Look below for the line that contains "#[derive(Clone, Debug)]", then copy it and each following line exactly, through and including the line that contains "pub fn with_terminal_targets(mut".

→ Stored data:
-.-.-
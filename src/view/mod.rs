//! Serializable markup/style tree produced by components for one frame.
//!
//! A [`VisualDescription`] is plain data: it carries CSS color strings and pixel metrics and is
//! only interpreted by a [`crate::Renderer`].

/// CSS color parsing.
pub mod color;

use serde::{Deserialize, Serialize};

/// Everything needed to draw one frame of a component.
#[derive(Clone, Debug, PartialEq, Serialize, Deserialize)]
pub struct VisualDescription {
    /// Canvas background as a CSS color string.
    pub background: String,
    /// Root container, laid out against the full canvas.
    pub root: BoxNode,
}

/// Node in the visual tree.
#[derive(Clone, Debug, PartialEq, Serialize, Deserialize)]
#[serde(tag = "type", rename_all = "snake_case")]
pub enum Node {
    /// Nested container.
    Box(BoxNode),
    /// Run of text, split into lines on `\n`.
    Text(TextNode),
    /// Solid inline block placed after the preceding text.
    Block(BlockNode),
}

/// Where a box's content sits inside the area it is given.
#[derive(Clone, Copy, Debug, PartialEq, Eq, Serialize, Deserialize)]
#[serde(rename_all = "snake_case")]
pub enum Anchor {
    /// Centered on both axes.
    Center,
    /// Pinned to the top-left padding corner.
    TopLeft,
}

/// Horizontal alignment of lines within a box.
#[derive(Clone, Copy, Debug, PartialEq, Eq, Serialize, Deserialize)]
#[serde(rename_all = "snake_case")]
pub enum TextAlign {
    /// Lines start at the left edge.
    Start,
    /// Lines are centered.
    Center,
}

/// Stacking container.
///
/// Children are stacked top to bottom, except [`Node::Block`] which continues the previous line.
#[derive(Clone, Debug, PartialEq, Serialize, Deserialize)]
pub struct BoxNode {
    /// Content placement within the available area.
    pub anchor: Anchor,
    /// Line alignment for child text and boxes.
    pub text_align: TextAlign,
    /// Uniform inner padding in pixels.
    pub padding_px: f32,
    /// Uniform visual scale about the box center. Does not affect layout.
    pub scale: f64,
    /// Child nodes in document order.
    pub children: Vec<Node>,
}

impl BoxNode {
    /// Unscaled, unpadded box with the given placement.
    pub fn new(anchor: Anchor, text_align: TextAlign) -> Self {
        Self {
            anchor,
            text_align,
            padding_px: 0.0,
            scale: 1.0,
            children: Vec::new(),
        }
    }
}

/// Generic font class; resolved to a concrete face by the renderer.
#[derive(Clone, Copy, Debug, PartialEq, Eq, Hash, Serialize, Deserialize)]
#[serde(rename_all = "snake_case")]
pub enum FontFamily {
    /// Helvetica/Arial-like sans-serif.
    SansSerif,
    /// Consolas/Monaco-like monospace.
    Monospace,
}

/// Whitespace handling, following CSS `white-space`.
#[derive(Clone, Copy, Debug, PartialEq, Eq, Serialize, Deserialize)]
#[serde(rename_all = "snake_case")]
pub enum WhiteSpace {
    /// Collapse runs of spaces; empty lines take no height.
    Normal,
    /// Keep spaces verbatim; empty lines keep their line height.
    PreWrap,
}

/// Text styling for a [`TextNode`].
#[derive(Clone, Debug, PartialEq, Serialize, Deserialize)]
pub struct TextStyle {
    /// Fill color as a CSS color string.
    pub color: String,
    /// Font class.
    pub family: FontFamily,
    /// Font size in pixels.
    pub size_px: f32,
    /// Bold weight.
    pub bold: bool,
    /// Line height as a multiple of `size_px`; `None` uses the font's own metrics.
    pub line_height: Option<f32>,
    /// Whitespace mode.
    pub white_space: WhiteSpace,
}

/// Text content with a style.
#[derive(Clone, Debug, PartialEq, Serialize, Deserialize)]
pub struct TextNode {
    /// Text; `\n` starts a new line.
    pub content: String,
    /// Style applied to every line.
    pub style: TextStyle,
}

/// Solid rectangle flowing inline after the preceding text, vertically centered on its line.
#[derive(Clone, Debug, PartialEq, Serialize, Deserialize)]
pub struct BlockNode {
    /// Width in pixels.
    pub width_px: f32,
    /// Height in pixels.
    pub height_px: f32,
    /// Gap to the preceding text in pixels.
    pub margin_left_px: f32,
    /// Fill color as a CSS color string.
    pub color: String,
    /// Opacity in `[0, 1]`.
    pub opacity: f32,
}
use crate::components::{ComponentKind, FrameContext};
use crate::composition::params::{AnimationParams, ParamsOverride};
use crate::foundation::core::{Canvas, Fps, FrameIndex, FrameRange};
use crate::foundation::error::{ReelError, ReelResult};
use crate::view::VisualDescription;

/// Frame rate shared by every declared target.
pub const COMPOSITION_FPS: Fps = Fps::whole(30);
/// 16:9 landscape canvas.
pub const LANDSCAPE: Canvas = Canvas {
    width: 1920,
    height: 1080,
};
/// 9:16 portrait canvas.
pub const PORTRAIT: Canvas = Canvas {
    width: 1080,
    height: 1920,
};

/// A named, renderable output: a component bound to a canvas, a frame rate, and parameters.
#[derive(Clone, Debug, PartialEq, serde::Serialize)]
pub struct RenderTarget {
    /// Stable identifier used to select the target.
    pub id: String,
    /// Component evaluated for each frame.
    pub component: ComponentKind,
    /// Output size in pixels.
    pub canvas: Canvas,
    /// Timeline frame rate.
    pub fps: Fps,
    /// Length in frames.
    pub duration_in_frames: u64,
    /// Parameters handed to the component.
    pub params: AnimationParams,
}

impl RenderTarget {
    /// Bind `component` to `canvas` at the shared frame rate; the duration comes from `params`.
    pub fn new(
        id: impl Into<String>,
        component: ComponentKind,
        canvas: Canvas,
        params: AnimationParams,
    ) -> Self {
        Self {
            id: id.into(),
            component,
            canvas,
            fps: COMPOSITION_FPS,
            duration_in_frames: params.duration_in_frames,
            params,
        }
    }

    /// Frames `[0, duration)`.
    pub fn frame_range(&self) -> FrameRange {
        FrameRange::from_duration(self.duration_in_frames)
    }

    /// Evaluation context for `frame`.
    pub fn context(&self, frame: FrameIndex) -> FrameContext {
        FrameContext {
            frame,
            fps: self.fps,
        }
    }

    /// Evaluate the bound component at `frame`. Frames past the duration keep evaluating.
    pub fn evaluate(&self, frame: FrameIndex) -> VisualDescription {
        self.component.render(&self.params, self.context(frame))
    }
}

/// Declared render targets sharing one merged parameter record.
#[derive(Clone, Debug)]
pub struct CompositionRegistry {
    defaults: AnimationParams,
    params: AnimationParams,
    targets: Vec<RenderTarget>,
}

impl CompositionRegistry {
    /// Merge `overrides` onto `defaults` and declare `HelloWorld` (1920x1080) and
    /// `HelloWorldVertical` (1080x1920), both bound to the title animator.
    pub fn new(defaults: AnimationParams, overrides: &ParamsOverride) -> Self {
        let params = overrides.merge_onto(&defaults);
        let targets = vec![
            RenderTarget::new(
                "HelloWorld",
                ComponentKind::TitleAnimator,
                LANDSCAPE,
                params.clone(),
            ),
            RenderTarget::new(
                "HelloWorldVertical",
                ComponentKind::TitleAnimator,
                PORTRAIT,
                params.clone(),
            ),
        ];
        tracing::debug!(
            duration = params.duration_in_frames,
            targets = targets.len(),
            "declared compositions"
        );
        Self {
            defaults,
            params,
            targets,
        }
    }

    /// Additionally declare `Terminal` and `TerminalVertical`, bound to the terminal typer.
    pub fn with_terminal_targets(mut self) -> Self {
        for (id, canvas) in [("Terminal", LANDSCAPE), ("TerminalVertical", PORTRAIT)] {
            if self.targets.iter().any(|t| t.id == id) {
                continue;
            }
            self.targets.push(RenderTarget::new(
                id,
                ComponentKind::TerminalTyper,
                canvas,
                self.params.clone(),
            ));
        }
        self
    }

    /// Declare an extra target. Ids must be unique.
    pub fn register(&mut self, target: RenderTarget) -> ReelResult<()> {
        if self.targets.iter().any(|t| t.id == target.id) {
            return Err(ReelError::validation(format!(
                "composition '{}' is already declared",
                target.id
            )));
        }
        self.targets.push(target);
        Ok(())
    }

    /// Look up a target by id.
    pub fn get(&self, id: &str) -> ReelResult<&RenderTarget> {
        self.targets.iter().find(|t| t.id == id).ok_or_else(|| {
            let known: Vec<&str> = self.targets.iter().map(|t| t.id.as_str()).collect();
            ReelError::validation(format!(
                "unknown composition '{id}' (declared: {})",
                known.join(", ")
            ))
        })
    }

    /// Declared targets in declaration order.
    pub fn targets(&self) -> &[RenderTarget] {
        &self.targets
    }

    /// The built-in default record this registry was created with.
    pub fn defaults(&self) -> &AnimationParams {
        &self.defaults
    }

    /// The merged parameters bound to the declared targets.
    pub fn params(&self) -> &AnimationParams {
        &self.params
    }
}

#[cfg(test)]
#[path = "../../tests/unit/composition/registry.rs"]
mod tests;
-.-.-
→ Reply:
#[derive(Clone, Debug)]
pub struct CompositionRegistry {
    defaults: AnimationParams,
    params: AnimationParams,
    targets: Vec<RenderTarget>,
}

impl CompositionRegistry {
    /// Merge `overrides` onto `defaults` and declare `HelloWorld` (1920x1080) and
    /// `HelloWorldVertical` (1080x1920), both bound to the title animator.
    pub fn new(defaults: AnimationParams, overrides: &ParamsOverride) -> Self {
        let params = overrides.merge_onto(&defaults);
        let targets = vec![
            RenderTarget::new(
                "HelloWorld",
                ComponentKind::TitleAnimator,
                LANDSCAPE,
                params.clone(),
            ),
            RenderTarget::new(
                "HelloWorldVertical",
                ComponentKind::TitleAnimator,
                PORTRAIT,
                params.clone(),
            ),
        ];
        tracing::debug!(
            duration = params.duration_in_frames,
            targets = targets.len(),
            "declared compositions"
        );
        Self {
            defaults,
            params,
            targets,
        }
    }

    /// Additionally declare `Terminal` and `TerminalVertical`, bound to the terminal typer.
    pub fn with_terminal_targets(mut self) -> Self {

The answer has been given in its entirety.